A Class II study⁶ of only 10 patients with head tremor failed to demonstrate a statistically significant benefit in BoNT-treated patients. Two Class IV open-label studies in voice tremor showed modest improvement from baseline in objective acoustic and subjective measures following unilateral or bilateral BoNT injection.

The conclusion for these studies indicates BoNT injection of forearm muscles may be helpful in reducing the tremor amplitude in patients with essential hand tremor. The benefits must be considered in conjunction with the common adverse effect of muscle weakness associated with BoNT injection. Existing data is insufficient to draw a conclusion on the use of BoNT in the treatment of head and voice tremor. Botox® has level C evidence and should be considered as a treatment option for essential hand tremor in patients with a high amplitude tremor that disrupts activities of daily living and have had an inadequate response to oral agents including propranolol and primidone.

Oromandibular Dystonia
Hassel and Charles⁷ conducted a systematic literature review to give a summary of the history of oromandibular dystonia, botulinum neurotoxin (BoNT), and the utilization of BoNT to treat this focal cranial dystonia. Oromandibular dystonia (OMD) has various treatment choices consisting of BoNT therapy, medication, and surgical intervention. Botulinum neurotoxin is commonly recognized as a first-line therapy.

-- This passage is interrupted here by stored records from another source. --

//! scraperd configuration types and loading

use eyre::{Context, Result};
use serde::{Deserialize, Serialize};
use std::fs;
use std::path::{Path, PathBuf};

use crate::scheduler::SchedulerConfig;

/// Main scraperd configuration
#[derive(Debug, Clone, Default, Serialize, Deserialize)]
#[serde(default)]
pub struct Config {
    /// Scraper command configuration
    pub scraper: ScraperConfig,

    /// Scheduler / dispatcher configuration
    pub scheduler: SchedulerConfig,

    /// Periodic timer configuration
    pub cron: CronConfig,

    /// Terminal-record retention configuration
    pub retention: RetentionConfig,

    /// Airtable worklist configuration
    pub airtable: AirtableConfig,
}

impl Config {
    /// Validate configuration before use
    ///
    /// Call this early in daemon startup to fail fast with clear error
    /// messages.
    pub fn validate(&self) -> Result<()> {
        if std::env::var(&self.airtable.api_key_env).is_err() {
            return Err(eyre::eyre!(
                "Airtable API key not found. Set the {} environment variable.",
                self.airtable.api_key_env
            ));
        }
        if self.scraper.command.is_empty() {
            return Err(eyre::eyre!("scraper.command must not be empty"));
        }
        Ok(())
    }

    /// Load configuration with fallback chain
    pub fn load(config_path: Option<&PathBuf>) -> Result<Self> {
        // If explicit config path provided, try to load it
        if let Some(path) = config_path {
            return Self::load_from_file(path).context(format!("Failed to load config from {}", path.display()));
        }

        // Try project-local config: .scraperd.yml
        let local_config = PathBuf::from(".scraperd.yml");
        if local_config.exists() {
            match Self::load_from_file(&local_config) {
                Ok(config) => return Ok(config),
                Err(e) => {
                    tracing::warn!("Failed to load config from {}: {}", local_config.display(), e);
                }
            }
        }

        // Try user config: ~/.config/scraperd/scraperd.yml
        if let Some(config_dir) = dirs::config_dir() {
            let user_config = config_dir.join("scraperd").join("scraperd.yml");
            if user_config.exists() {
                match Self::load_from_file(&user_config) {
                    Ok(config) => return Ok(config),
                    Err(e) => {
                        tracing::warn!("Failed to load config from {}: {}", user_config.display(), e);
                    }
                }
            }
        }

        // No config file found, use defaults
        tracing::info!("No config file found, using defaults");
        Ok(Self::default())
    }

    fn load_from_file<P: AsRef<Path>>(path: P) -> Result<Self> {
        let content = fs::read_to_string(&path).context("Failed to read config file")?;

        let config: Self = serde_yaml::from_str(&content).context("Failed to parse config file")?;

        tracing::info!("Loaded config from: {}", path.as_ref().display());
        Ok(config)
    }
}

/// Scraper command configuration
#[derive(Debug, Clone, Serialize, Deserialize)]
#[serde(default)]
pub struct ScraperConfig {
    /// Executable invoked once per job
    pub command: String,

    /// Arguments; `{hashtag}` and `{num_profiles}` are substituted per job
    pub args: Vec<String>,

    /// Profile count used when a request does not specify one
    #[serde(rename = "default-num-profiles")]
    pub default_num_profiles: u32,
}

impl Default for ScraperConfig {
    fn default() -> Self {
        Self {
            command: "scrape-tiktok".to_string(),
            args: vec![
                "--hashtag".to_string(),
                "{hashtag}".to_string(),
                "--num-profiles".to_string(),
                "{num_profiles}".to_string(),
            ],
            default_num_profiles: 500,
        }
    }
}

/// Periodic timer configuration
#[derive(Debug, Clone, Serialize, Deserialize)]
#[serde(default)]
pub struct CronConfig {
    /// Interval between worklist enqueue cycles (hours)
    #[serde(rename = "enqueue-interval-hours")]
    pub enqueue_interval_hours: u64,

    /// Interval between retention sweeps (hours)
    #[serde(rename = "sweep-interval-hours")]
    pub sweep_interval_hours: u64,

    /// Interval between health monitor passes (minutes)
    #[serde(rename = "monitor-interval-mins")]
    pub monitor_interval_mins: u64,

    /// Active runs older than this are flagged as long-running (seconds)
    #[serde(rename = "long-running-warn-secs")]
    pub long_running_warn_secs: u64,
}

impl Default for CronConfig {
    fn default() -> Self {
        Self {
            enqueue_interval_hours: 24,
            sweep_interval_hours: 6,
            monitor_interval_mins: 30,
            long_running_warn_secs: 3600,
        }
    }
}

/// Terminal-record retention configuration
#[derive(Debug, Clone, Serialize, Deserialize)]
#[serde(default)]
pub struct RetentionConfig {
    /// Terminal records older than this are evicted by the sweeper (hours)
    #[serde(rename = "max-age-hours")]
    pub max_age_hours: u64,
}

impl Default for RetentionConfig {
    fn default() -> Self {
        Self { max_age_hours: 24 }
    }
}

/// Airtable worklist configuration
#[derive(Debug, Clone, Serialize, Deserialize)]
#[serde(default)]
pub struct AirtableConfig {
    /// Environment variable containing the personal access token
    #[serde(rename = "api-key-env")]
    pub api_key_env: String,

    /// API base URL
    #[serde(rename = "base-url")]
    pub base_url: String,

    /// Airtable base ID
    #[serde(rename = "base-id")]
    pub base_id: String,

    /// Table holding the hashtag worklist
    #[serde(rename = "hashtags-table")]
    pub hashtags_table: String,

    /// Request timeout in milliseconds
    #[serde(rename = "timeout-ms")]
    pub timeout_ms: u64,
}

impl Default for AirtableConfig {
    fn default() -> Self {
        Self {
            api_key_env: "AIRTABLE_PAT".to_string(),
            base_url: "https://api.airtable.com".to_string(),
            base_id: String::new(),
            hashtags_table: "hashtags".to_string(),
            timeout_ms: 30_000,
        }
    }
}
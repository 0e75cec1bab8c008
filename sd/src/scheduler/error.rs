//! Scheduler error taxonomy

use thiserror::Error;

use crate::domain::TaskStatus;

/// Errors from scheduler operations
///
/// Execution faults are not represented here: they are contained inside
/// the worker wrapper and recorded on the task record's error field.
#[derive(Debug, Error)]
pub enum TaskError {
    /// Identifier collision at admission. The ID generation scheme makes
    /// this unreachable in practice; seeing it means a programming error.
    #[error("Duplicate task ID: {0}")]
    DuplicateTask(String),

    #[error("Task not found: {0}")]
    NotFound(String),

    #[error("Task {id} is {status}; cannot cancel a terminal task")]
    InvalidState { id: String, status: TaskStatus },
}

The effectiveness of medication therapy is limited and does not show the same level of value when compared to BoNT. Oral medication treatments are also restricted by systemic side effects that are not typically experienced with botulinum toxin. Benzodiazepine use is also problematic due to potential tolerance and addiction.

For the treatment of OMD, OnaBoNT/A (Botox®) and aboBoNT/A (Dysport®) carry the highest evidence (level of evidence C for both). While IncoBoNT/A (Xeomin®) and RimaBoNT/B (Myobloc®) have insufficient evidence to support therapy for OMD (level of evidence U for both).

Botulinum toxin can improve quality of life through reducing muscle rigidity and contraction and is a treatment for voluntary and involuntary muscle dysfunction. Reduction of painful contractions is important for an improved quality of life.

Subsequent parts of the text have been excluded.